ZOE ANDERSON RETURNS FROM THE GLOBAL YOUTH INSTITUTE
Zoe Anderson returned on Saturday, October 17, 2009 having served as one of 120 delegates from around the world at the Global Youth Institute. She was accompanied by her teacher/mentor, Michele Sutton.
Together, Zoe and her teacher traveled to Des Moines, Iowa where they attended the World Food Prize Award ceremony, the Borlaug Dialogue and watched as Bill Gates, Co-Chair of the Bill & Melinda Gates Foundation, delivered his first major address on agriculture. Bill Gates used this address to announce $120 million in grants to help the poorest small-holder farmers grow more crops and get them to market. Zoe was selected as one of four students from New York State to attend the three-day event which included a morning dedicated to round table Student / expert discussions of pressing food security and agricultural issues.
This program is sponsored by the New York Youth Institute of Cornell University International Programs, College of Agriculture and Life Sciences, the World Food Prize Foundation’s Global Youth Institute, the Emerson Foundation and the American Agriculturists Foundation.
Zoe and her peers from around the globe presented their papers in response to the call, “A National Response to Food Insecurity”. Zoe wrote about how granting land rights to impoverished squatters in Guatemala could provide them with capital which they could use to secure funding in the form of micro-loans or grants to purchase inputs required to farm the land they already occupy and produce food.

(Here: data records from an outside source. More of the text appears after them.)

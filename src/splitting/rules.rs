/*!
 * Rule-based sentence splitting.
 *
 * Four tiers run in order, each over the pieces the previous tier produced:
 *
 * 1. strong terminators (`.`, `?`, `!` and their CJK forms)
 * 2. connective words at clause boundaries
 * 3. commas separating two complete clauses
 * 4. root-anchored recursive split of pieces still over the soft limit
 *
 * No tier cuts inside a quote, an abbreviation or a number. The result aims
 * at the soft sentence length; the hard cap belongs to the hybrid segmenter.
 */

use log::debug;
use std::collections::VecDeque;
use std::sync::Arc;

use crate::text_utils::{self, ProtectedSpan};

use super::annotator::{self, ClauseAnnotator};

/// Priority tier of a boundary candidate, strongest first
#[derive(Debug, Clone, Copy, PartialEq, Eq, PartialOrd, Ord, Hash)]
pub enum BoundaryTier {
    Terminator,
    Connector,
    Comma,
    Root,
}

impl BoundaryTier {
    const ALL: [BoundaryTier; 4] = [
        BoundaryTier::Terminator,
        BoundaryTier::Connector,
        BoundaryTier::Comma,
        BoundaryTier::Root,
    ];
}

/// A possible cut point, as a byte offset into the scanned text
#[derive(Debug, Clone, Copy, PartialEq, Eq)]
pub struct Boundary {
    pub offset: usize,
    pub tier: BoundaryTier,
}

/// Settings for the rule splitter
#[derive(Debug, Clone)]
pub struct RuleSplitterConfig {
    /// Source language code
    pub language: String,
    /// Soft limit in length units above which the root tier splits
    pub max_sentence_length: usize,
    /// Minimum length units of each half produced by the root tier
    pub min_sentence_length: usize,
    pub enable_mark_split: bool,
    pub enable_connector_split: bool,
    pub enable_comma_split: bool,
    pub enable_root_split: bool,
}

impl Default for RuleSplitterConfig {
    fn default() -> Self {
        Self {
            language: "en".to_string(),
            max_sentence_length: 40,
            min_sentence_length: 8,
            enable_mark_split: true,
            enable_connector_split: true,
            enable_comma_split: true,
            enable_root_split: true,
        }
    }
}

/// Lazy iterator over the boundary candidates of a text, tier by tier.
///
/// Candidates of a tier are only computed once the previous tier is
/// exhausted. Connector and comma candidates are raw positions; whether they
/// hold up is decided against the piece they end up in. Cloning or calling
/// [`BoundaryCandidates::restart`] starts the sequence over.
#[derive(Debug, Clone)]
pub struct BoundaryCandidates<'a> {
    text: &'a str,
    language: &'a str,
    annotator: &'a dyn ClauseAnnotator,
    spans: Vec<ProtectedSpan>,
    tier_index: usize,
    pending: VecDeque<Boundary>,
}

impl<'a> BoundaryCandidates<'a> {
    fn new(text: &'a str, language: &'a str, annotator: &'a dyn ClauseAnnotator) -> Self {
        Self {
            text,
            language,
            annotator,
            spans: text_utils::protected_spans(text),
            tier_index: 0,
            pending: VecDeque::new(),
        }
    }

    /// Rewind to the first candidate
    pub fn restart(&mut self) {
        self.tier_index = 0;
        self.pending.clear();
    }

    fn compute_tier(&self, tier: BoundaryTier) -> Vec<usize> {
        match tier {
            BoundaryTier::Terminator => terminator_offsets(self.text, &self.spans),
            BoundaryTier::Connector => connector_offsets(self.text, self.language, &self.spans),
            BoundaryTier::Comma => comma_offsets(self.text, &self.spans),
            BoundaryTier::Root => self
                .annotator
                .root_offset(self.text)
                .filter(|&o| text_utils::is_interior_offset(self.text, o) && !text_utils::is_protected(&self.spans, o))
                .into_iter()
                .collect(),
        }
    }
}

impl Iterator for BoundaryCandidates<'_> {
    type Item = Boundary;

    fn next(&mut self) -> Option<Self::Item> {
        while self.pending.is_empty() {
            let tier = *BoundaryTier::ALL.get(self.tier_index)?;
            self.tier_index += 1;
            self.pending = self
                .compute_tier(tier)
                .into_iter()
                .map(|offset| Boundary { offset, tier })
                .collect();
        }
        self.pending.pop_front()
    }
}

/// Offsets just past sentence-final punctuation (and any closing quotes)
fn terminator_offsets(text: &str, spans: &[ProtectedSpan]) -> Vec<usize> {
    let chars: Vec<(usize, char)> = text.char_indices().collect();
    let mut offsets = Vec::new();
    let mut i = 0;

    while i < chars.len() {
        let (position, c) = chars[i];
        // Terminators inside quotes end the quoted speech, not the sentence
        let inside_span = spans.iter().any(|s| s.range.contains(&position));
        if !text_utils::is_sentence_terminator(c) || inside_span {
            i += 1;
            continue;
        }
        // Ellipses continue the sentence
        let previous_dot = i > 0 && chars[i - 1].1 == '.';
        let next_dot = chars.get(i + 1).is_some_and(|(_, n)| *n == '.');
        if c == '.' && (previous_dot || next_dot) {
            i += 1;
            continue;
        }

        // Swallow "?!" runs and closing quotes
        let mut j = i + 1;
        while j < chars.len()
            && (text_utils::is_sentence_terminator(chars[j].1) || text_utils::is_closing_punctuation(chars[j].1))
        {
            j += 1;
        }
        let offset = chars.get(j).map(|(o, _)| *o).unwrap_or(text.len());
        let followed_by_break = match chars.get(j) {
            None => false,
            Some((_, next)) => {
                next.is_whitespace() || !c.is_ascii() || text_utils::is_unspaced_char(*next)
            }
        };

        if followed_by_break
            && text_utils::is_interior_offset(text, offset)
            && !text_utils::is_protected(spans, offset)
        {
            offsets.push(offset);
        }
        i = j;
    }

    offsets
}

/// Offsets at the start of connective words
fn connector_offsets(text: &str, language: &str, spans: &[ProtectedSpan]) -> Vec<usize> {
    let connectors = annotator::connectors_for(language);
    let mut offsets = Vec::new();

    for connector in connectors {
        let unspaced = connector.chars().next().is_some_and(text_utils::is_unspaced_char);
        if unspaced {
            offsets.extend(text.match_indices(connector).map(|(o, _)| o));
            continue;
        }
        let mut position = 0;
        for word in text.split_inclusive(char::is_whitespace) {
            let start = position;
            position += word.len();
            if text_utils::normalize_text(word) == *connector
                && word.trim_start().len() == word.len()
                && start > 0
            {
                offsets.push(start);
            }
        }
    }

    offsets.retain(|&o| text_utils::is_interior_offset(text, o) && !text_utils::is_protected(spans, o));
    offsets.sort_unstable();
    offsets.dedup();
    offsets
}

/// Offsets just past commas that are not part of a number
fn comma_offsets(text: &str, spans: &[ProtectedSpan]) -> Vec<usize> {
    text.char_indices()
        .filter(|(position, c)| {
            matches!(c, ',' | '，' | '、') && !text_utils::is_inside_token_span(spans, *position)
        })
        .map(|(position, c)| position + c.len_utf8())
        .filter(|&o| text_utils::is_interior_offset(text, o) && !text_utils::is_protected(spans, o))
        .collect()
}

/// Multi-pass rule splitter
#[derive(Debug, Clone)]
pub struct RuleSplitter {
    config: RuleSplitterConfig,
    annotator: Arc<dyn ClauseAnnotator>,
}

impl RuleSplitter {
    pub fn new(config: RuleSplitterConfig, annotator: Arc<dyn ClauseAnnotator>) -> Self {
        Self { config, annotator }
    }

    pub fn config(&self) -> &RuleSplitterConfig {
        &self.config
    }

    /// Lazily enumerate boundary candidates of `text`, strongest tier first
    pub fn candidates<'a>(&'a self, text: &'a str) -> BoundaryCandidates<'a> {
        BoundaryCandidates::new(text, &self.config.language, self.annotator.as_ref())
    }

    /// Split text into sentences by running all enabled tiers
    pub fn split(&self, text: &str) -> Vec<String> {
        let text = text.trim();
        if text.is_empty() {
            return Vec::new();
        }

        let mut pieces = vec![text.to_string()];

        if self.config.enable_mark_split {
            pieces = self.apply_tier(pieces, BoundaryTier::Terminator);
        }
        if self.config.enable_connector_split {
            pieces = self.apply_tier(pieces, BoundaryTier::Connector);
        }
        if self.config.enable_comma_split {
            pieces = self.apply_tier(pieces, BoundaryTier::Comma);
        }
        if self.config.enable_root_split {
            pieces = pieces
                .into_iter()
                .flat_map(|piece| self.root_split(piece))
                .collect();
        }

        debug!("Rule splitter produced {} pieces", pieces.len());
        pieces
    }

    /// Cut every piece at the accepted boundaries of one tier, left to right
    fn apply_tier(&self, pieces: Vec<String>, tier: BoundaryTier) -> Vec<String> {
        let mut result = Vec::with_capacity(pieces.len());

        for piece in pieces {
            let mut remainder = piece;
            loop {
                let cut = self
                    .candidates(&remainder)
                    .filter(|b| b.tier == tier)
                    .filter(|b| text_utils::splits_into_units(&remainder, b.offset))
                    .find(|b| self.accepts(&remainder, *b));
                match cut {
                    Some(boundary) => {
                        let (left, right) = text_utils::split_at_offset(&remainder, boundary.offset);
                        debug!(
                            "{:?} split: '{}' | '{}'",
                            tier,
                            text_utils::truncate_text(&left, 30),
                            text_utils::truncate_text(&right, 30)
                        );
                        result.push(left);
                        remainder = right;
                    }
                    None => {
                        result.push(remainder);
                        break;
                    }
                }
            }
        }

        result.retain(|p| !p.is_empty());
        result
    }

    fn accepts(&self, text: &str, boundary: Boundary) -> bool {
        match boundary.tier {
            BoundaryTier::Terminator => true,
            BoundaryTier::Connector | BoundaryTier::Comma => {
                self.annotator.is_valid_clause_boundary(text, boundary.offset)
            }
            BoundaryTier::Root => false,
        }
    }

    /// Recursively split an over-long piece near its root verb
    fn root_split(&self, piece: String) -> Vec<String> {
        let units = text_utils::length_units(&piece);
        if units <= self.config.max_sentence_length {
            return vec![piece];
        }

        let spans = text_utils::protected_spans(&piece);
        let min = self.config.min_sentence_length;
        let viable: Vec<usize> = text_utils::word_boundaries(&piece)
            .into_iter()
            .filter(|&b| !text_utils::is_protected(&spans, b))
            .filter(|&b| {
                text_utils::length_units(&piece[..b]) >= min && text_utils::length_units(&piece[b..]) >= min
            })
            .collect();

        let anchor = self
            .candidates(&piece)
            .find(|b| b.tier == BoundaryTier::Root)
            .map(|b| b.offset);

        let chosen = match anchor {
            Some(root) => viable.iter().copied().min_by_key(|&b| b.abs_diff(root)),
            None => viable
                .iter()
                .copied()
                .min_by_key(|&b| text_utils::length_units(&piece[..b]).abs_diff(units / 2)),
        };

        match chosen {
            Some(offset) => {
                let (left, right) = text_utils::split_at_offset(&piece, offset);
                debug!("Root split at byte {} of {} units", offset, units);
                let mut result = self.root_split(left);
                result.extend(self.root_split(right));
                result
            }
            None => vec![piece],
        }
    }
}
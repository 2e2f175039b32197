/*!
 * Display line splitting.
 *
 * Width model: wide and ideographic characters weigh 2, combining marks and
 * joiners 0, everything else 1. A line over the budget is cut at the break
 * point nearest its weight midpoint, recursively.
 *
 * Two projections share the timed segment list:
 * - display: lines capped at `max_line_weight`, all lines share the segment timing
 * - dubbing: uncapped unless `dubbing_max_line_weight` is set; when a segment
 *   is cut, every piece becomes its own segment with timing interpolated by
 *   weight and a reduced confidence. Speech rate is not linear in character
 *   count, so interpolated times are approximate.
 */

use log::debug;
use serde::Serialize;

use crate::segment::{DisplayLine, FinalSegment, TextSegment, TimedSegment};
use crate::text_utils;

/// Smallest usable line budget, one wide character
pub const MIN_LINE_WEIGHT: usize = 2;

/// Display weight of a single character
pub fn char_weight(c: char) -> usize {
    if text_utils::is_combining_mark(c) {
        0
    } else if is_wide_char(c) {
        2
    } else {
        1
    }
}

/// Display weight of a text
pub fn line_weight(text: &str) -> usize {
    text.chars().map(char_weight).sum()
}

fn is_wide_char(c: char) -> bool {
    matches!(c as u32,
        0x1100..=0x115F         // Hangul Jamo
        | 0x2E80..=0x303E       // CJK radicals, punctuation
        | 0x3041..=0x33FF       // kana, CJK compatibility
        | 0x3400..=0x4DBF
        | 0x4E00..=0x9FFF
        | 0xA000..=0xA4CF       // Yi
        | 0xAC00..=0xD7A3       // Hangul syllables
        | 0xF900..=0xFAFF
        | 0xFE30..=0xFE4F       // CJK compatibility forms
        | 0xFF00..=0xFF60       // fullwidth forms
        | 0xFFE0..=0xFFE6
        | 0x1F300..=0x1F64F     // emoji
        | 0x1F900..=0x1F9FF
        | 0x20000..=0x3FFFD)
}

/// Which consumer a projection is built for
#[derive(Debug, Clone, Copy, PartialEq, Eq, Serialize)]
pub enum Projection {
    Display,
    Dubbing,
}

/// Settings for the display splitter
#[derive(Debug, Clone)]
pub struct DisplayConfig {
    /// Weight budget of an on-screen line
    pub max_line_weight: usize,
    /// Optional budget for the dubbing projection
    pub dubbing_max_line_weight: Option<usize>,
    /// Confidence multiplier for interpolated timings
    pub interpolation_confidence_factor: f32,
}

impl Default for DisplayConfig {
    fn default() -> Self {
        Self {
            max_line_weight: 42,
            dubbing_max_line_weight: None,
            interpolation_confidence_factor: 0.8,
        }
    }
}

/// Splits timed segments into weighted display lines
#[derive(Debug, Clone, Default)]
pub struct DisplaySplitter {
    config: DisplayConfig,
}

impl DisplaySplitter {
    pub fn new(config: DisplayConfig) -> Self {
        Self { config }
    }

    pub fn config(&self) -> &DisplayConfig {
        &self.config
    }

    /// Split text into lines of at most `budget` weight; `None` keeps one line.
    ///
    /// Budgets below [`MIN_LINE_WEIGHT`] are raised to it.
    pub fn split_text(&self, text: &str, budget: Option<usize>) -> Vec<DisplayLine> {
        let text = text.trim();
        if text.is_empty() {
            return Vec::new();
        }
        let mut pieces = Vec::new();
        match budget {
            Some(budget) => split_recursive(text, budget.max(MIN_LINE_WEIGHT), &mut pieces),
            None => pieces.push(text.to_string()),
        }
        pieces
            .into_iter()
            .map(|text| DisplayLine {
                weight: line_weight(&text),
                text,
            })
            .collect()
    }

    /// Build one projection of the timed segment list
    pub fn project(&self, segments: &[TimedSegment], projection: Projection) -> Vec<FinalSegment> {
        let result: Vec<FinalSegment> = match projection {
            Projection::Display => segments.iter().map(|s| self.display_segment(s)).collect(),
            Projection::Dubbing => segments.iter().flat_map(|s| self.dubbing_segments(s)).collect(),
        };
        debug!(
            "{:?} projection: {} segments from {} timed segments",
            projection,
            result.len(),
            segments.len()
        );
        result
    }

    /// Re-split the lines of an existing segment against its projection's budget
    pub fn resplit(&self, segment: &FinalSegment) -> FinalSegment {
        let budget = if segment.dual_use {
            self.config.dubbing_max_line_weight
        } else {
            Some(self.config.max_line_weight)
        };
        let resplit_lines = |lines: &[DisplayLine]| -> Vec<DisplayLine> {
            lines.iter().flat_map(|l| self.split_text(&l.text, budget)).collect()
        };
        FinalSegment {
            segment: segment.segment.clone(),
            source_lines: resplit_lines(&segment.source_lines),
            translation_lines: resplit_lines(&segment.translation_lines),
            dual_use: segment.dual_use,
        }
    }

    fn display_segment(&self, segment: &TimedSegment) -> FinalSegment {
        let budget = Some(self.config.max_line_weight);
        FinalSegment {
            segment: segment.clone(),
            source_lines: self.split_text(&segment.text.source_text, budget),
            translation_lines: self.split_text(&segment.text.translated_text, budget),
            dual_use: false,
        }
    }

    fn dubbing_segments(&self, segment: &TimedSegment) -> Vec<FinalSegment> {
        let budget = self.config.dubbing_max_line_weight;
        let source = &segment.text.source_text;
        let translation = &segment.text.translated_text;

        // Dubbed audio follows the translation when there is one
        let translation_driven = !translation.trim().is_empty();
        let driver = if translation_driven { translation } else { source };
        let driver_lines = self.split_text(driver, budget);

        if driver_lines.len() <= 1 {
            return vec![FinalSegment {
                segment: segment.clone(),
                source_lines: self.split_text(source, None),
                translation_lines: self.split_text(translation, None),
                dual_use: true,
            }];
        }

        let total: usize = driver_lines.iter().map(|l| l.weight).sum();
        let count = driver_lines.len();
        let fractions: Vec<f64> = driver_lines
            .iter()
            .scan(0usize, |acc, line| {
                *acc += line.weight;
                Some(if total > 0 { *acc as f64 / total as f64 } else { 0.0 })
            })
            .enumerate()
            .map(|(i, f)| if total > 0 { f } else { (i + 1) as f64 / count as f64 })
            .collect();

        let other = if translation_driven { source } else { translation };
        let other_pieces = split_at_fractions(other, &fractions[..count - 1]);

        let duration = segment.duration();
        let confidence = segment.confidence * self.config.interpolation_confidence_factor;
        let mut previous = 0.0;

        driver_lines
            .into_iter()
            .zip(other_pieces)
            .zip(fractions.iter().copied())
            .enumerate()
            .map(|(i, ((line, other_piece), fraction))| {
                let start = segment.start + duration * previous;
                let end = if i + 1 == count {
                    segment.end
                } else {
                    segment.start + duration * fraction
                };
                previous = fraction;

                let (source_text, translated_text) = if translation_driven {
                    (other_piece, line.text.clone())
                } else {
                    (line.text.clone(), other_piece)
                };
                let other_lines = self.split_text(
                    if translation_driven { &source_text } else { &translated_text },
                    budget,
                );
                let (source_lines, translation_lines) = if translation_driven {
                    (other_lines, vec![line])
                } else {
                    (vec![line], other_lines)
                };

                FinalSegment {
                    segment: TimedSegment::new(
                        TextSegment {
                            index: segment.text.index,
                            source_text,
                            translated_text,
                        },
                        start,
                        end,
                        confidence,
                    ),
                    source_lines,
                    translation_lines,
                    dual_use: true,
                }
            })
            .collect()
    }
}

fn split_recursive(text: &str, budget: usize, out: &mut Vec<String>) {
    let weight = line_weight(text);
    if weight <= budget {
        out.push(text.to_string());
        return;
    }
    let middle = weight / 2;
    let Some(offset) = break_candidates(text)
        .into_iter()
        .min_by_key(|&b| line_weight(&text[..b]).abs_diff(middle))
    else {
        out.push(text.to_string());
        return;
    };
    let (left, right) = text_utils::split_at_offset(text, offset);
    split_recursive(&left, budget, out);
    split_recursive(&right, budget, out);
}

/// Break points of a line, best kind first.
///
/// Whitespace and clause punctuation come first, then any word boundary, then
/// any character boundary that does not split a grapheme cluster.
fn break_candidates(text: &str) -> Vec<usize> {
    let words = word_break_candidates(text);
    if !words.is_empty() {
        return words;
    }

    let chars: Vec<(usize, char)> = text.char_indices().collect();
    chars
        .windows(2)
        .filter(|w| !text_utils::is_combining_mark(w[1].1) && w[0].1 != '\u{200D}')
        .map(|w| w[1].0)
        .filter(|&b| text_utils::is_interior_offset(text, b))
        .collect()
}

/// Whitespace and clause punctuation breaks, else any word boundary
fn word_break_candidates(text: &str) -> Vec<usize> {
    let usable = |b: &usize| text_utils::is_interior_offset(text, *b);

    let boundaries: Vec<usize> = text_utils::word_boundaries(text).into_iter().filter(usable).collect();
    let preferred: Vec<usize> = boundaries
        .iter()
        .copied()
        .filter(|&b| {
            text[b..].starts_with(char::is_whitespace)
                || text[..b]
                    .chars()
                    .last()
                    .is_some_and(|c| text_utils::is_clause_punctuation(c) || text_utils::is_sentence_terminator(c))
        })
        .collect();
    if preferred.is_empty() {
        boundaries
    } else {
        preferred
    }
}

/// Cut text into `fractions.len() + 1` pieces near the given weight fractions.
///
/// Cuts only fall on word or clause boundaries; pieces that cannot be placed
/// stay empty.
fn split_at_fractions(text: &str, fractions: &[f64]) -> Vec<String> {
    let text = text.trim();
    let total = line_weight(text) as f64;
    let candidates = word_break_candidates(text);
    let mut pieces = Vec::with_capacity(fractions.len() + 1);
    let mut last_cut = 0;

    for fraction in fractions {
        let target = fraction * total;
        let cut = candidates
            .iter()
            .copied()
            .filter(|&b| b > last_cut)
            .min_by(|&a, &b| {
                let da = (line_weight(&text[..a]) as f64 - target).abs();
                let db = (line_weight(&text[..b]) as f64 - target).abs();
                da.total_cmp(&db)
            });
        match cut {
            Some(cut) => {
                pieces.push(text[last_cut..cut].trim().to_string());
                last_cut = cut;
            }
            None => break,
        }
    }
    pieces.push(text[last_cut..].trim().to_string());
    pieces.resize(fractions.len() + 1, String::new());
    pieces
}
/*!
 * Fuzzy token matching.
 *
 * Levenshtein-based similarity used when a segment token and a transcript
 * token differ by a recognition error or a spelling variant.
 */

/// Fuzzy matcher using normalized Levenshtein distance
#[derive(Debug, Clone)]
pub struct FuzzyMatcher {
    /// Default threshold for fuzzy matching (0.0-1.0, higher = stricter)
    default_threshold: f32,
}

impl Default for FuzzyMatcher {
    fn default() -> Self {
        Self {
            default_threshold: 0.8,
        }
    }
}

impl FuzzyMatcher {
    /// Create a new fuzzy matcher with custom threshold
    pub fn new(threshold: f32) -> Self {
        Self {
            default_threshold: threshold.clamp(0.0, 1.0),
        }
    }

    pub fn threshold(&self) -> f32 {
        self.default_threshold
    }

    /// Check if two tokens are similar enough to be treated as the same word
    pub fn matches(&self, a: &str, b: &str) -> bool {
        self.similarity(a, b) >= self.default_threshold
    }

    /// Similarity between two strings (0.0-1.0), counted in characters
    pub fn similarity(&self, a: &str, b: &str) -> f32 {
        similarity(a, b)
    }

    /// Best candidate at or above the threshold, with its index and score
    pub fn find_best_match<'a, I>(&self, text: &str, candidates: I) -> Option<(usize, f32)>
    where
        I: IntoIterator<Item = &'a str>,
    {
        candidates
            .into_iter()
            .enumerate()
            .map(|(i, candidate)| (i, self.similarity(text, candidate)))
            .filter(|(_, score)| *score >= self.default_threshold)
            .fold(None, |best: Option<(usize, f32)>, current| match best {
                Some(b) if b.1 >= current.1 => Some(b),
                _ => Some(current),
            })
    }
}

/// Normalized Levenshtein similarity of two strings
pub fn similarity(a: &str, b: &str) -> f32 {
    if a.is_empty() && b.is_empty() {
        return 1.0;
    }
    if a.is_empty() || b.is_empty() {
        return 0.0;
    }

    let a_lower = a.to_lowercase();
    let b_lower = b.to_lowercase();

    let distance = levenshtein_distance(&a_lower, &b_lower);
    let max_len = a_lower.chars().count().max(b_lower.chars().count());

    1.0 - (distance as f32 / max_len as f32)
}

/// Levenshtein distance between two strings
pub fn levenshtein_distance(a: &str, b: &str) -> usize {
    let a_chars: Vec<char> = a.chars().collect();
    let b_chars: Vec<char> = b.chars().collect();

    if a_chars.is_empty() {
        return b_chars.len();
    }
    if b_chars.is_empty() {
        return a_chars.len();
    }

    // Two-row table
    let mut prev_row: Vec<usize> = (0..=b_chars.len()).collect();
    let mut curr_row: Vec<usize> = vec![0; b_chars.len() + 1];

    for (i, a_char) in a_chars.iter().enumerate() {
        curr_row[0] = i + 1;

        for (j, b_char) in b_chars.iter().enumerate() {
            let cost = usize::from(a_char != b_char);
            curr_row[j + 1] = (prev_row[j + 1] + 1)
                .min(curr_row[j] + 1)
                .min(prev_row[j] + cost);
        }

        std::mem::swap(&mut prev_row, &mut curr_row);
    }

    prev_row[b_chars.len()]
}
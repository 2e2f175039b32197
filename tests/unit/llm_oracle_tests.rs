/*!
 * Tests for the LLM split oracle driven by the mock provider
 */

use std::sync::Arc;
use std::time::Duration;

use subsplit::providers::mock::{MockProvider, MockRequest};
use subsplit::splitting::LlmSplitOracle;
use subsplit::splitting::oracle::SuggestionCache;
use subsplit::text_utils;

use crate::common::segmenter;

const LONG_SENTENCE: &str = "Every morning the old fisherman carried his nets down to the quiet harbour";

#[tokio::test]
async fn test_hybrid_withWorkingModel_shouldUseModelSplits() {
    let provider = MockProvider::working();
    let oracle = LlmSplitOracle::new(provider.clone(), "mock-model", "en");
    let segmenter = segmenter("en", Arc::new(oracle), 7, Duration::from_secs(5));

    let (pieces, stats) = segmenter.segment(LONG_SENTENCE).await;

    assert_eq!(pieces.join(" "), LONG_SENTENCE);
    assert!(pieces.iter().all(|p| text_utils::length_units(p) <= 7));
    assert!(stats.oracle_accepted >= 1);
    assert_eq!(stats.force_splits, 0);
    assert_eq!(provider.request_count(), stats.oracle_accepted);
}

#[tokio::test]
async fn test_hybrid_withFailingModel_shouldStillRespectCap() {
    let oracle = LlmSplitOracle::new(MockProvider::failing(), "mock-model", "en");
    let segmenter = segmenter("en", Arc::new(oracle), 5, Duration::from_secs(5));

    let (pieces, stats) = segmenter.segment(LONG_SENTENCE).await;

    assert_eq!(pieces.join(" "), LONG_SENTENCE);
    assert!(pieces.iter().all(|p| text_utils::length_units(p) <= 5));
    assert_eq!(stats.oracle_accepted, 0);
    assert!(stats.force_splits > 0);
}

#[tokio::test]
async fn test_hybrid_withParaphrasingModel_shouldRejectLowScore() {
    fn paraphrase(_request: &MockRequest) -> String {
        MockProvider::split_response("A fisherman went out early with nets", "to the harbour")
    }
    let provider = MockProvider::working().with_custom_response(paraphrase);
    let oracle = LlmSplitOracle::new(provider, "mock-model", "en");
    let segmenter = segmenter("en", Arc::new(oracle), 7, Duration::from_secs(5));

    let (pieces, stats) = segmenter.segment(LONG_SENTENCE).await;

    assert_eq!(stats.oracle_accepted, 0);
    assert!(stats.oracle_rejected >= 1);
    assert_eq!(pieces.join(" "), LONG_SENTENCE);
}

#[tokio::test]
async fn test_hybrid_withSlowModel_shouldTimeOut() {
    let oracle = LlmSplitOracle::new(MockProvider::slow(10_000), "mock-model", "en");
    let segmenter = segmenter("en", Arc::new(oracle), 7, Duration::from_millis(50));

    let (pieces, stats) = segmenter.segment(LONG_SENTENCE).await;

    assert_eq!(stats.oracle_failed, 1);
    assert!(pieces.iter().all(|p| text_utils::length_units(p) <= 7));
}

#[tokio::test]
async fn test_hybrid_repeatedSentence_shouldHitCache() {
    let provider = MockProvider::working();
    let cache = Arc::new(SuggestionCache::default());
    let oracle = LlmSplitOracle::new(provider.clone(), "mock-model", "en").with_cache(cache.clone());
    let segmenter = segmenter("en", Arc::new(oracle), 7, Duration::from_secs(5));
    let text = format!("{}. {}.", LONG_SENTENCE, LONG_SENTENCE);

    let (first, _) = segmenter.segment(&text).await;
    let requests_after_first = provider.request_count();
    let (second, _) = segmenter.segment(&text).await;

    assert_eq!(first, second);
    assert_eq!(provider.request_count(), requests_after_first);
    assert!(!cache.is_empty());
}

The student delegation was divided into smaller groups charged with arriving at consensus at the causes of food insecurity and suggestions for solutions. Dr. Gibesa Ejeta, winner of the 2009 World Food Prize and distinguished professor from Purdue University, Dr. Mahabub Hossain from the Bangladesh Rural Advancement Committee (BRAC) and Dr. Thomas Hagen from Pioneer Hi-Bred International served as experts on the nine-member student panel. Following the two-hour panel discussion, Zoe was selected with another student to present their findings to the larger group of several hundred teachers, students and world-renown researchers.
“This was a life-changing experience.” stated Sutton, Zoe’s teacher, “Zoe took advantage of this truly unique opportunity to use what otherwise might have been a mere exercise in research and writing as an opportunity to explore very real issue, to see how today’s policy makers work to resolve issues surrounding food production and foreign policy and to understand how very complex the issues are. Most importantly, it provided a once-in-a-lifetime opportunity for a high school student to share her own ideas about such complex issues with those leaders in a position to solve them. I think Zoe has returned inspired to change the world.” The 120 student delegates, including Zoe participated in a service learning effort by preparing 15,000 food packets for starving children in Tanzania. That same evening the group and their teachers participated in Oxfam’s signature “Hunger Banquet” where they experienced first hand the inequalities in our world.
By participating in the Global Youth Institute, Zoe is now eligible to apply for a prestigious Borlaug-Ruan International Internship, an all-expenses-paid, eight-week hands-on research experience, working with world-renowned scientists and policymakers at leading research centers in Africa, Asia, Latin America and the Middle East.